»»

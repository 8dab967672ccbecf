#![forbid(unsafe_code)]

//! Host-side harness that owns the nibble machine's stores.
//!
//! [`Machine`] allocates primary memory, opens the persistent disk, loads
//! program bytes and lends all of it to a [`nibble_cpu::Cpu`] for each run. The
//! CPU state is kept between runs so a host can execute in slices.

use std::path::PathBuf;

use nibble_cpu::{Console, Cpu, CpuError, CpuState, RunExit};
use nibble_mem::{Memory, MemoryError, MIN_MEMORY_SIZE};
use nibble_storage::{ByteStorage, DiskError, FileDisk, DEFAULT_DISK_CAPACITY, DEFAULT_DISK_PATH};
use thiserror::Error;

pub use nibble_cpu::HaltReason;

/// Reference RAM size (20 MiB).
pub const DEFAULT_RAM_SIZE: u64 = 20 * 1024 * 1024;

#[derive(Debug, Clone, PartialEq, Eq)]
pub struct MachineConfig {
    /// Primary memory size in bytes. Must cover the 16-bit address space.
    pub ram_size: u64,
    /// Host file backing the persistent disk.
    pub disk_path: PathBuf,
    /// Persistent disk capacity in bytes.
    pub disk_capacity: u64,
}

impl Default for MachineConfig {
    fn default() -> Self {
        Self {
            ram_size: DEFAULT_RAM_SIZE,
            disk_path: PathBuf::from(DEFAULT_DISK_PATH),
            disk_capacity: DEFAULT_DISK_CAPACITY,
        }
    }
}

impl MachineConfig {
    pub fn validate(&self) -> Result<(), MachineError> {
        if self.ram_size < MIN_MEMORY_SIZE {
            return Err(MemoryError::TooSmall {
                size: self.ram_size,
                min: MIN_MEMORY_SIZE,
            }
            .into());
        }
        if self.disk_capacity == 0 {
            return Err(MachineError::InvalidDiskCapacity(self.disk_capacity));
        }
        Ok(())
    }
}

#[derive(Debug, Error)]
pub enum MachineError {
    #[error("invalid disk capacity {0}")]
    InvalidDiskCapacity(u64),

    #[error(transparent)]
    Memory(#[from] MemoryError),

    #[error(transparent)]
    Disk(#[from] DiskError),

    #[error(transparent)]
    Cpu(#[from] CpuError),
}

/// Outcome of [`Machine::run`].
#[derive(Debug, Clone, PartialEq, Eq)]
pub struct RunSummary {
    pub exit: RunExit,
    pub state: CpuState,
}

impl RunSummary {
    pub fn halt_reason(&self) -> Option<HaltReason> {
        match self.exit {
            RunExit::Halted { reason, .. } => Some(reason),
            RunExit::BudgetExhausted { .. } => None,
        }
    }
}

pub struct Machine {
    memory: Memory,
    disk: Box<dyn ByteStorage>,
    cpu: CpuState,
}

impl Machine {
    /// Allocates RAM and opens (or creates) the disk named by `config`.
    ///
    /// A disk that cannot be opened is reported as [`DiskError::Unavailable`];
    /// hosts should treat that as fatal.
    pub fn new(config: MachineConfig) -> Result<Self, MachineError> {
        config.validate()?;
        let disk = FileDisk::open_or_create(&config.disk_path, config.disk_capacity)?;
        tracing::info!(
            ram_size = config.ram_size,
            disk = %config.disk_path.display(),
            disk_capacity = config.disk_capacity,
            "machine initialized"
        );
        Self::with_disk(config.ram_size, Box::new(disk))
    }

    /// Builds a machine around an already-open disk.
    pub fn with_disk(ram_size: u64, disk: Box<dyn ByteStorage>) -> Result<Self, MachineError> {
        Ok(Self {
            memory: Memory::new(ram_size)?,
            disk,
            cpu: CpuState::default(),
        })
    }

    pub fn load_program(&mut self, addr: u64, program: &[u8]) -> Result<(), MachineError> {
        self.memory.load(addr, program)?;
        tracing::debug!(addr, len = program.len(), "program loaded");
        Ok(())
    }

    pub fn memory(&self) -> &Memory {
        &self.memory
    }

    pub fn memory_mut(&mut self) -> &mut Memory {
        &mut self.memory
    }

    pub fn disk_mut(&mut self) -> &mut dyn ByteStorage {
        self.disk.as_mut()
    }

    pub fn cpu_state(&self) -> &CpuState {
        &self.cpu
    }

    /// Puts the CPU back into its power-on state. Memory and disk are untouched.
    pub fn reset_cpu(&mut self) {
        self.cpu = CpuState::default();
    }

    /// Runs the CPU until it halts, or for at most `max_insts` instructions.
    ///
    /// `entry_pc = None` resumes from wherever the previous run stopped.
    pub fn run<C: Console + ?Sized>(
        &mut self,
        entry_pc: Option<u16>,
        console: &mut C,
        max_insts: Option<u64>,
    ) -> Result<RunSummary, MachineError> {
        let mut cpu = Cpu::with_state(
            self.cpu.clone(),
            &mut self.memory,
            self.disk.as_mut(),
            console,
        );

        let result = match max_insts {
            Some(budget) => cpu.run_slice(entry_pc, budget),
            None => {
                let entry = entry_pc.unwrap_or(cpu.state().pc);
                cpu.execute(entry).map(|reason| RunExit::Halted {
                    reason,
                    executed: cpu.instructions_retired(),
                })
            }
        };
        let retired = cpu.instructions_retired();
        self.cpu = cpu.into_state();

        let exit = result?;
        tracing::debug!(?exit, retired, "run finished");
        Ok(RunSummary {
            exit,
            state: self.cpu.clone(),
        })
    }
}
//! Console channel used by `IN` and `OUT`.

use std::collections::VecDeque;

use thiserror::Error;

use crate::state::Reg;

#[derive(Debug, Error)]
pub enum ConsoleError {
    #[error("input exhausted")]
    InputExhausted,

    #[error("invalid input token {0:?}")]
    InvalidInput(String),

    #[error("console io error: {0}")]
    Io(#[from] std::io::Error),
}

/// Byte-in/byte-out channel.
///
/// `input` may block indefinitely; the CPU has no timeout or cancellation.
/// The value it returns is truncated to 8 bits by the CPU.
pub trait Console {
    fn input(&mut self, reg: Reg) -> Result<i64, ConsoleError>;

    fn output(&mut self, reg: Reg, value: u8) -> Result<(), ConsoleError>;
}

impl<T: Console + ?Sized> Console for &mut T {
    #[inline]
    fn input(&mut self, reg: Reg) -> Result<i64, ConsoleError> {
        <T as Console>::input(&mut **self, reg)
    }

    #[inline]
    fn output(&mut self, reg: Reg, value: u8) -> Result<(), ConsoleError> {
        <T as Console>::output(&mut **self, reg, value)
    }
}

/// Console fed from a fixed queue of input values, capturing all output.
#[derive(Debug, Clone, Default)]
pub struct ScriptedConsole {
    input: VecDeque<i64>,
    output: Vec<u8>,
}

impl ScriptedConsole {
    pub fn new(input: impl IntoIterator<Item = i64>) -> Self {
        Self {
            input: input.into_iter().collect(),
            output: Vec::new(),
        }
    }

    pub fn remaining_input(&self) -> usize {
        self.input.len()
    }

    pub fn outputs(&self) -> &[u8] {
        &self.output
    }
}

impl Console for ScriptedConsole {
    fn input(&mut self, _reg: Reg) -> Result<i64, ConsoleError> {
        self.input.pop_front().ok_or(ConsoleError::InputExhausted)
    }

    fn output(&mut self, _reg: Reg, value: u8) -> Result<(), ConsoleError> {
        self.output.push(value);
        Ok(())
    }
}
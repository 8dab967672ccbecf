use nibble_mem::MemoryError;
use nibble_storage::DiskError;
use thiserror::Error;

use crate::io::ConsoleError;

/// Failures that abort [`crate::Cpu::execute`].
///
/// Unrecognized opcodes and bad register indices are not errors; they halt the
/// CPU cleanly and are reported through [`crate::HaltReason`].
#[derive(Debug, Error)]
pub enum CpuError {
    #[error("memory fault: {0}")]
    Memory(#[from] MemoryError),

    #[error("disk fault: {0}")]
    Disk(#[from] DiskError),

    #[error("console failure: {0}")]
    Console(#[from] ConsoleError),
}
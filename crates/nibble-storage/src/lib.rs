//! Persistent byte storage ("disk") for the nibble machine.
//!
//! The CPU consumes storage through the [`ByteStorage`] trait: a fixed-capacity,
//! byte-addressed region with bounds-checked single-byte access. This crate
//! provides:
//!
//! - [`FileDisk`]: file-backed store, zero-filled on creation and synchronously
//!   flushed on every write
//! - [`MemDisk`]: volatile in-memory store with the same addressing rules

#![forbid(unsafe_code)]

mod disk;
mod error;
mod file;

pub use disk::{ByteStorage, MemDisk};
pub use error::{DiskError, Result};
pub use file::FileDisk;

/// Reference capacity of the persistent store (100 MiB).
pub const DEFAULT_DISK_CAPACITY: u64 = 100 * 1024 * 1024;

/// Backing file used when the host does not name one.
pub const DEFAULT_DISK_PATH: &str = "virtual_disk.bin";
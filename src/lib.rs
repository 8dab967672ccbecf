#![forbid(unsafe_code)]

//! Facade over the nibble machine crates.
//!
//! - [`mem`]: primary memory
//! - [`storage`]: persistent disk
//! - [`cpu`]: fetch-decode-execute engine
//! - [`machine`]: host harness tying the three together

pub use nibble_cpu as cpu;
pub use nibble_machine as machine;
pub use nibble_mem as mem;
pub use nibble_storage as storage;
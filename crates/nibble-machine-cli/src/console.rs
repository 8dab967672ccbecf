use std::io::{BufRead, Write};

use nibble_cpu::{Console, ConsoleError, Reg};

/// Line-oriented console over a reader/writer pair (normally stdin/stdout).
///
/// `IN` prompts `Input value for Rn: ` and consumes one whitespace-separated
/// integer token, reading more lines as needed. `OUT` prints `Output Rn: v`.
pub struct StdConsole<R, W> {
    reader: R,
    writer: W,
    pending: Vec<String>,
}

impl<R: BufRead, W: Write> StdConsole<R, W> {
    pub fn new(reader: R, writer: W) -> Self {
        Self {
            reader,
            writer,
            pending: Vec::new(),
        }
    }

    fn next_token(&mut self) -> Result<String, ConsoleError> {
        loop {
            if let Some(token) = self.pending.pop() {
                return Ok(token);
            }
            let mut line = String::new();
            if self.reader.read_line(&mut line)? == 0 {
                return Err(ConsoleError::InputExhausted);
            }
            // Stored reversed so `pop` yields tokens in order.
            self.pending = line.split_whitespace().rev().map(str::to_owned).collect();
        }
    }
}

impl<R: BufRead, W: Write> Console for StdConsole<R, W> {
    fn input(&mut self, reg: Reg) -> Result<i64, ConsoleError> {
        write!(self.writer, "Input value for {reg}: ")?;
        self.writer.flush()?;
        let token = self.next_token()?;
        token
            .parse::<i64>()
            .map_err(|_| ConsoleError::InvalidInput(token))
    }

    fn output(&mut self, reg: Reg, value: u8) -> Result<(), ConsoleError> {
        writeln!(self.writer, "Output {reg}: {value}")?;
        Ok(())
    }
}
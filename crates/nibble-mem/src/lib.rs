//! Primary memory for the nibble machine.
//!
//! [`Memory`] is a flat, zero-initialised byte array of fixed capacity. Every
//! access is bounds-checked; nothing wraps into adjacent storage. The CPU only
//! ever reaches the first 64 KiB (its program counter is 16 bits wide), but the
//! host may allocate more.

#![forbid(unsafe_code)]

mod memory;

pub use memory::{Memory, MemoryError, MemoryResult, MIN_MEMORY_SIZE};
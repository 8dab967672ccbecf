use crate::{DiskError, Result};

/// Fixed-capacity, byte-addressed storage.
///
/// Addresses are 0-based; any `addr >= capacity()` fails with
/// [`DiskError::OutOfBounds`] and leaves the store untouched.
pub trait ByteStorage {
    fn capacity(&self) -> u64;

    fn read_u8(&mut self, addr: u64) -> Result<u8>;

    /// Stores one byte. When this returns `Ok`, a subsequent `read_u8` of the
    /// same address observes `value`, even from a fresh handle.
    fn write_u8(&mut self, addr: u64, value: u8) -> Result<()>;
}

impl<T: ByteStorage + ?Sized> ByteStorage for &mut T {
    #[inline]
    fn capacity(&self) -> u64 {
        <T as ByteStorage>::capacity(&**self)
    }

    #[inline]
    fn read_u8(&mut self, addr: u64) -> Result<u8> {
        <T as ByteStorage>::read_u8(&mut **self, addr)
    }

    #[inline]
    fn write_u8(&mut self, addr: u64, value: u8) -> Result<()> {
        <T as ByteStorage>::write_u8(&mut **self, addr, value)
    }
}

impl<T: ByteStorage + ?Sized> ByteStorage for Box<T> {
    #[inline]
    fn capacity(&self) -> u64 {
        <T as ByteStorage>::capacity(&**self)
    }

    #[inline]
    fn read_u8(&mut self, addr: u64) -> Result<u8> {
        <T as ByteStorage>::read_u8(&mut **self, addr)
    }

    #[inline]
    fn write_u8(&mut self, addr: u64, value: u8) -> Result<()> {
        <T as ByteStorage>::write_u8(&mut **self, addr, value)
    }
}

pub(crate) fn check_addr(addr: u64, capacity: u64) -> Result<()> {
    if addr >= capacity {
        return Err(DiskError::OutOfBounds { addr, capacity });
    }
    Ok(())
}

/// Volatile in-memory disk.
#[derive(Debug, Clone)]
pub struct MemDisk {
    data: Vec<u8>,
}

impl MemDisk {
    pub fn new(capacity: u64) -> Result<Self> {
        let len = usize::try_from(capacity)
            .map_err(|_| DiskError::InvalidConfig("capacity does not fit in usize"))?;
        Ok(Self { data: vec![0; len] })
    }

    pub fn as_slice(&self) -> &[u8] {
        &self.data
    }
}

impl ByteStorage for MemDisk {
    fn capacity(&self) -> u64 {
        self.data.len() as u64
    }

    fn read_u8(&mut self, addr: u64) -> Result<u8> {
        check_addr(addr, self.capacity())?;
        Ok(self.data[addr as usize])
    }

    fn write_u8(&mut self, addr: u64, value: u8) -> Result<()> {
        check_addr(addr, self.capacity())?;
        self.data[addr as usize] = value;
        Ok(())
    }
}
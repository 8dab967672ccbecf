//! Instruction encoding.
//!
//! Every instruction starts with one byte: the high nibble selects the
//! [`Opcode`], the low nibble is the operand (a register index, or ignored).
//! Opcodes that need more data fetch it from the bytes that follow, so
//! instructions are 1, 2 or 3 bytes long. 16-bit addresses are little-endian.
//!
//! | Opcode | Mnemonic   | Extra bytes |
//! |--------|------------|-------------|
//! | 0x0    | NOP        | 0 |
//! | 0x1    | LOAD       | 1 (imm8) |
//! | 0x2    | STORE      | 1 (addr8) |
//! | 0x3    | ADD        | 1 (register m) |
//! | 0x4    | SUB        | 1 (register m) |
//! | 0x5    | JMP        | 2 (addr16) |
//! | 0x6    | JZ         | 2 (addr16) |
//! | 0x7    | CALL       | 2 (addr16) |
//! | 0x8    | RET        | 0 |
//! | 0x9    | IN         | 0 |
//! | 0xA    | OUT        | 0 |
//! | 0xB    | DISK_READ  | 2 (addr16) |
//! | 0xC    | DISK_WRITE | 2 (addr16) |
//! | 0xF    | HALT       | 0 |
//!
//! 0xD and 0xE are unassigned.

#[repr(u8)]
#[derive(Debug, Clone, Copy, PartialEq, Eq, Hash)]
pub enum Opcode {
    Nop = 0x0,
    Load = 0x1,
    Store = 0x2,
    Add = 0x3,
    Sub = 0x4,
    Jmp = 0x5,
    Jz = 0x6,
    Call = 0x7,
    Ret = 0x8,
    In = 0x9,
    Out = 0xA,
    DiskRead = 0xB,
    DiskWrite = 0xC,
    Halt = 0xF,
}

impl Opcode {
    /// Maps an opcode nibble to its instruction. Only the low 4 bits of `nibble`
    /// are considered.
    pub fn decode(nibble: u8) -> Option<Opcode> {
        Some(match nibble & 0x0F {
            0x0 => Opcode::Nop,
            0x1 => Opcode::Load,
            0x2 => Opcode::Store,
            0x3 => Opcode::Add,
            0x4 => Opcode::Sub,
            0x5 => Opcode::Jmp,
            0x6 => Opcode::Jz,
            0x7 => Opcode::Call,
            0x8 => Opcode::Ret,
            0x9 => Opcode::In,
            0xA => Opcode::Out,
            0xB => Opcode::DiskRead,
            0xC => Opcode::DiskWrite,
            0xF => Opcode::Halt,
            _ => return None,
        })
    }

    /// Number of bytes fetched after the instruction byte.
    pub fn extra_bytes(self) -> u8 {
        match self {
            Opcode::Load | Opcode::Store | Opcode::Add | Opcode::Sub => 1,
            Opcode::Jmp | Opcode::Jz | Opcode::Call | Opcode::DiskRead | Opcode::DiskWrite => 2,
            Opcode::Nop | Opcode::Ret | Opcode::In | Opcode::Out | Opcode::Halt => 0,
        }
    }

    /// Whether the operand nibble names a register.
    pub fn uses_register_operand(self) -> bool {
        matches!(
            self,
            Opcode::Load
                | Opcode::Store
                | Opcode::Add
                | Opcode::Sub
                | Opcode::In
                | Opcode::Out
                | Opcode::DiskRead
                | Opcode::DiskWrite
        )
    }

    pub fn mnemonic(self) -> &'static str {
        match self {
            Opcode::Nop => "NOP",
            Opcode::Load => "LOAD",
            Opcode::Store => "STORE",
            Opcode::Add => "ADD",
            Opcode::Sub => "SUB",
            Opcode::Jmp => "JMP",
            Opcode::Jz => "JZ",
            Opcode::Call => "CALL",
            Opcode::Ret => "RET",
            Opcode::In => "IN",
            Opcode::Out => "OUT",
            Opcode::DiskRead => "DISK_READ",
            Opcode::DiskWrite => "DISK_WRITE",
            Opcode::Halt => "HALT",
        }
    }
}

/// Splits an instruction byte into `(opcode nibble, operand nibble)`.
#[inline]
pub fn split(word: u8) -> (u8, u8) {
    (word >> 4, word & 0x0F)
}

#[cfg(test)]
mod tests {
    use super::*;

    #[test]
    fn every_assigned_nibble_round_trips() {
        for nibble in 0u8..16 {
            match Opcode::decode(nibble) {
                Some(op) => assert_eq!(op as u8, nibble),
                None => assert!(nibble == 0xD || nibble == 0xE, "nibble {nibble:#x}"),
            }
        }
    }

    #[test]
    fn instruction_lengths() {
        assert_eq!(1 + Opcode::Nop.extra_bytes(), 1);
        assert_eq!(1 + Opcode::Load.extra_bytes(), 2);
        assert_eq!(1 + Opcode::Call.extra_bytes(), 3);
        assert_eq!(1 + Opcode::Ret.extra_bytes(), 1);
    }

    #[test]
    fn split_word() {
        assert_eq!(split(0x1F), (0x1, 0xF));
        assert_eq!(split(0xC2), (0xC, 0x2));
    }
}
use std::env;
use std::net::SocketAddr;
use std::path::Path;

use anyhow::{anyhow, Result};
use serde::Deserialize;
use tokio::fs;
use tracing::warn;

use backend_domain::{backend_timeout, DbConfig, RecordKind, RuntimeConfig, TableSpec};

use crate::config::validation::{split_columns, validate_sql_identifier, validate_table_spec};
use crate::utils::{normalize_optional_text, parse_env_bool, parse_env_list};

const DEFAULT_ADMIN_USER: &str = "admin";
const DEFAULT_ADMIN_PASS: &str = "admin";
const DEFAULT_JWT_SECRET: &str = "change-me";
const DEFAULT_DIRECTORY_URL: &str = "https://api.mojang.com/users/profiles/minecraft/";

/// Per-table overrides. Unset fields fall back to the defaults of the
/// table kind they belong to.
#[derive(Debug, Deserialize, Clone, Default)]
#[serde(default)]
pub struct TableConfig {
    pub table: Option<String>,
    /// Comma separated projection, e.g. `id,name,reason`.
    pub columns: Option<String>,
    pub filter_column: Option<String>,
    pub order_column: Option<String>,
    pub resolve_identifier: Option<bool>,
}

impl TableConfig {
    fn to_spec(&self, kind: RecordKind) -> TableSpec {
        let (table, columns) = match kind {
            RecordKind::Bans => (
                "litebans_bans",
                "id,name,reason,banned_by_name,time,until,active",
            ),
            RecordKind::Mutes => (
                "litebans_mutes",
                "id,name,reason,muted_by_name,time,until,active",
            ),
            RecordKind::Kicks => ("litebans_kicks", "id,name,reason,kicked_by_name,time"),
        };
        TableSpec {
            table: self.table.clone().unwrap_or_else(|| table.to_string()),
            columns: split_columns(self.columns.as_deref().unwrap_or(columns)),
            filter_column: self
                .filter_column
                .clone()
                .unwrap_or_else(|| "uuid".to_string()),
            order_column: self
                .order_column
                .clone()
                .unwrap_or_else(|| "id".to_string()),
            resolve_identifier: self.resolve_identifier.unwrap_or(true),
        }
    }

    fn normalize(&mut self) {
        self.table = normalize_optional_text(self.table.take());
        self.columns = normalize_optional_text(self.columns.take());
        self.filter_column = normalize_optional_text(self.filter_column.take());
        self.order_column = normalize_optional_text(self.order_column.take());
    }
}

#[derive(Debug, Deserialize, Clone)]
#[serde(default)]
pub struct AppConfig {
    pub bind_addr: String,
    pub admin_username: String,
    pub admin_password: String,
    pub jwt_secret: String,
    pub cors_origins: Vec<String>,
    pub max_body_bytes: u64,
    pub request_timeout_seconds: u64,
    pub db_host: Option<String>,
    pub db_port: u16,
    pub db_name: Option<String>,
    pub db_user: Option<String>,
    pub db_password: Option<String>,
    pub db_ssl: bool,
    pub db_max_connections: u32,
    pub bans: TableConfig,
    pub mutes: TableConfig,
    pub kicks: TableConfig,
    pub history_table: String,
    pub directory_url: String,
    pub directory_timeout_seconds: u64,
}

impl Default for AppConfig {
    fn default() -> Self {
        Self {
            bind_addr: "0.0.0.0:8080".to_string(),
            admin_username: DEFAULT_ADMIN_USER.to_string(),
            admin_password: DEFAULT_ADMIN_PASS.to_string(),
            jwt_secret: DEFAULT_JWT_SECRET.to_string(),
            cors_origins: Vec::new(),
            max_body_bytes: 200 * 1024,
            request_timeout_seconds: 15,
            db_host: None,
            db_port: 3306,
            db_name: None,
            db_user: None,
            db_password: None,
            db_ssl: false,
            db_max_connections: 8,
            bans: TableConfig::default(),
            mutes: TableConfig::default(),
            kicks: TableConfig::default(),
            history_table: "litebans_history".to_string(),
            directory_url: DEFAULT_DIRECTORY_URL.to_string(),
            directory_timeout_seconds: 5,
        }
    }
}

impl AppConfig {
    pub async fn load() -> Result<Self> {
        let path = env::var("HYRISE_CONFIG").unwrap_or_else(|_| "./config.toml".to_string());
        let file_path = Path::new(&path);
        let mut config = if file_path.exists() {
            let content = fs::read_to_string(file_path).await?;
            toml::from_str::<AppConfig>(&content)?
        } else {
            warn!("config.toml not found, using defaults");
            AppConfig::default()
        };
        config.apply_env_overrides();
        config.normalize();
        config.validate()?;
        config.warn_on_gaps();
        Ok(config)
    }

    pub fn normalize(&mut self) {
        self.db_host = normalize_optional_text(self.db_host.take());
        self.db_name = normalize_optional_text(self.db_name.take());
        self.db_user = normalize_optional_text(self.db_user.take());
        if let Some(password) = &self.db_password {
            if password.is_empty() {
                self.db_password = None;
            }
        }
        self.admin_username = self.admin_username.trim().to_string();
        self.history_table = self.history_table.trim().to_string();
        self.directory_url = self.directory_url.trim().to_string();
        self.cors_origins = parse_env_list(&self.cors_origins.join(","));
        if self.db_max_connections == 0 {
            self.db_max_connections = 1;
        }
        self.bans.normalize();
        self.mutes.normalize();
        self.kicks.normalize();
    }

    pub fn validate(&self) -> Result<()> {
        self.bind_addr
            .parse::<SocketAddr>()
            .map_err(|err| anyhow!("invalid bind_addr: {}", err))?;
        if self.max_body_bytes == 0 {
            return Err(anyhow!("max_body_bytes must be greater than 0"));
        }
        if self.request_timeout_seconds == 0 {
            return Err(anyhow!("request_timeout_seconds must be greater than 0"));
        }
        if self.directory_timeout_seconds == 0 {
            return Err(anyhow!("directory_timeout_seconds must be greater than 0"));
        }
        validate_directory_url(&self.directory_url)?;
        validate_sql_identifier(&self.history_table, "history_table")?;
        for kind in RecordKind::ALL {
            validate_table_spec(&self.table_spec(kind), kind.as_str())?;
        }
        Ok(())
    }

    fn warn_on_gaps(&self) {
        let missing = self.to_db_config().missing_fields();
        if !missing.is_empty() {
            warn!("missing database settings: {}", missing.join(", "));
        }
        if self.admin_username == DEFAULT_ADMIN_USER && self.admin_password == DEFAULT_ADMIN_PASS {
            warn!("staff account uses development defaults; set ADMIN_USER and ADMIN_PASS");
        }
        if self.jwt_secret == DEFAULT_JWT_SECRET {
            warn!("JWT_SECRET uses the development default");
        }
    }

    pub fn table_spec(&self, kind: RecordKind) -> TableSpec {
        match kind {
            RecordKind::Bans => self.bans.to_spec(kind),
            RecordKind::Mutes => self.mutes.to_spec(kind),
            RecordKind::Kicks => self.kicks.to_spec(kind),
        }
    }

    pub fn to_runtime_config(&self) -> RuntimeConfig {
        RuntimeConfig {
            bind_addr: self.bind_addr.clone(),
            admin_username: self.admin_username.clone(),
            admin_password: self.admin_password.clone(),
            jwt_secret: self.jwt_secret.clone(),
            cors_origins: self.cors_origins.clone(),
            max_body_bytes: self.max_body_bytes,
            request_timeout_seconds: self.request_timeout_seconds,
            bans: self.table_spec(RecordKind::Bans),
            mutes: self.table_spec(RecordKind::Mutes),
            kicks: self.table_spec(RecordKind::Kicks),
            history_table: self.history_table.clone(),
            directory_url: self.directory_url.clone(),
            directory_timeout_seconds: self.directory_timeout_seconds,
        }
    }

    pub fn to_db_config(&self) -> DbConfig {
        DbConfig {
            host: self.db_host.clone(),
            port: self.db_port,
            database: self.db_name.clone(),
            user: self.db_user.clone(),
            password: self.db_password.clone(),
            ssl: self.db_ssl,
            max_connections: self.db_max_connections,
            acquire_timeout: backend_timeout(self.request_timeout_seconds),
        }
    }

    fn apply_env_overrides(&mut self) {
        self.apply_overrides(|key| env::var(key).ok());
    }

    pub fn apply_overrides(&mut self, lookup: impl Fn(&str) -> Option<String>) {
        if let Some(value) = lookup("BIND_ADDR") {
            self.bind_addr = value;
        }
        if let Some(value) = lookup("PORT") {
            if let Ok(port) = value.trim().parse::<u16>() {
                self.bind_addr = with_port(&self.bind_addr, port);
            }
        }
        if let Some(value) = lookup("ADMIN_USER") {
            self.admin_username = value;
        }
        if let Some(value) = lookup("ADMIN_PASS") {
            self.admin_password = value;
        }
        if let Some(value) = lookup("JWT_SECRET") {
            self.jwt_secret = value;
        }
        if let Some(value) = lookup("CORS_ORIGIN") {
            self.cors_origins = parse_env_list(&value);
        }
        if let Some(value) = lookup("MAX_BODY_BYTES") {
            self.max_body_bytes = value.parse().unwrap_or(self.max_body_bytes);
        }
        if let Some(value) = lookup("REQUEST_TIMEOUT_SECONDS") {
            self.request_timeout_seconds = value.parse().unwrap_or(self.request_timeout_seconds);
        }
        if let Some(value) = lookup("DB_HOST") {
            self.db_host = Some(value);
        }
        if let Some(value) = lookup("DB_PORT") {
            self.db_port = value.parse().unwrap_or(self.db_port);
        }
        if let Some(value) = lookup("DB_NAME") {
            self.db_name = Some(value);
        }
        if let Some(value) = lookup("DB_USER") {
            self.db_user = Some(value);
        }
        if let Some(value) = lookup("DB_PASS") {
            self.db_password = Some(value);
        }
        if let Some(value) = lookup("DB_SSL") {
            self.db_ssl = parse_env_bool(&value).unwrap_or(self.db_ssl);
        }
        if let Some(value) = lookup("DB_MAX_CONNECTIONS") {
            self.db_max_connections = value.parse().unwrap_or(self.db_max_connections);
        }
        if let Some(value) = lookup("T_BANS") {
            self.bans.table = Some(value);
        }
        if let Some(value) = lookup("T_MUTES") {
            self.mutes.table = Some(value);
        }
        if let Some(value) = lookup("T_KICKS") {
            self.kicks.table = Some(value);
        }
        if let Some(value) = lookup("T_HISTORY") {
            self.history_table = value;
        }
        if let Some(value) = lookup("COL_BANS") {
            self.bans.columns = Some(value);
        }
        if let Some(value) = lookup("COL_MUTES") {
            self.mutes.columns = Some(value);
        }
        if let Some(value) = lookup("COL_KICKS") {
            self.kicks.columns = Some(value);
        }
        if let Some(value) = lookup("DIRECTORY_URL") {
            self.directory_url = value;
        }
        if let Some(value) = lookup("DIRECTORY_TIMEOUT_SECONDS") {
            self.directory_timeout_seconds =
                value.parse().unwrap_or(self.directory_timeout_seconds);
        }
    }
}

««

### WHAT TO PRODUCE
From the top of the material above, print every line exactly, ending with the line that holds "pub const DEFAULT_RAM_SIZE: u64".

### TASK ANSWER
repository 8dab967672ccbecf
#![forbid(unsafe_code)]

//! Host-side harness that owns the nibble machine's stores.
//!
//! [`Machine`] allocates primary memory, opens the persistent disk, loads
//! program bytes and lends all of it to a [`nibble_cpu::Cpu`] for each run. The
//! CPU state is kept between runs so a host can execute in slices.

use std::path::PathBuf;

use nibble_cpu::{Console, Cpu, CpuError, CpuState, RunExit};
use nibble_mem::{Memory, MemoryError, MIN_MEMORY_SIZE};
use nibble_storage::{ByteStorage, DiskError, FileDisk, DEFAULT_DISK_CAPACITY, DEFAULT_DISK_PATH};
use thiserror::Error;

pub use nibble_cpu::HaltReason;

/// Reference RAM size (20 MiB).
pub const DEFAULT_RAM_SIZE: u64 = 20 * 1024 * 1024;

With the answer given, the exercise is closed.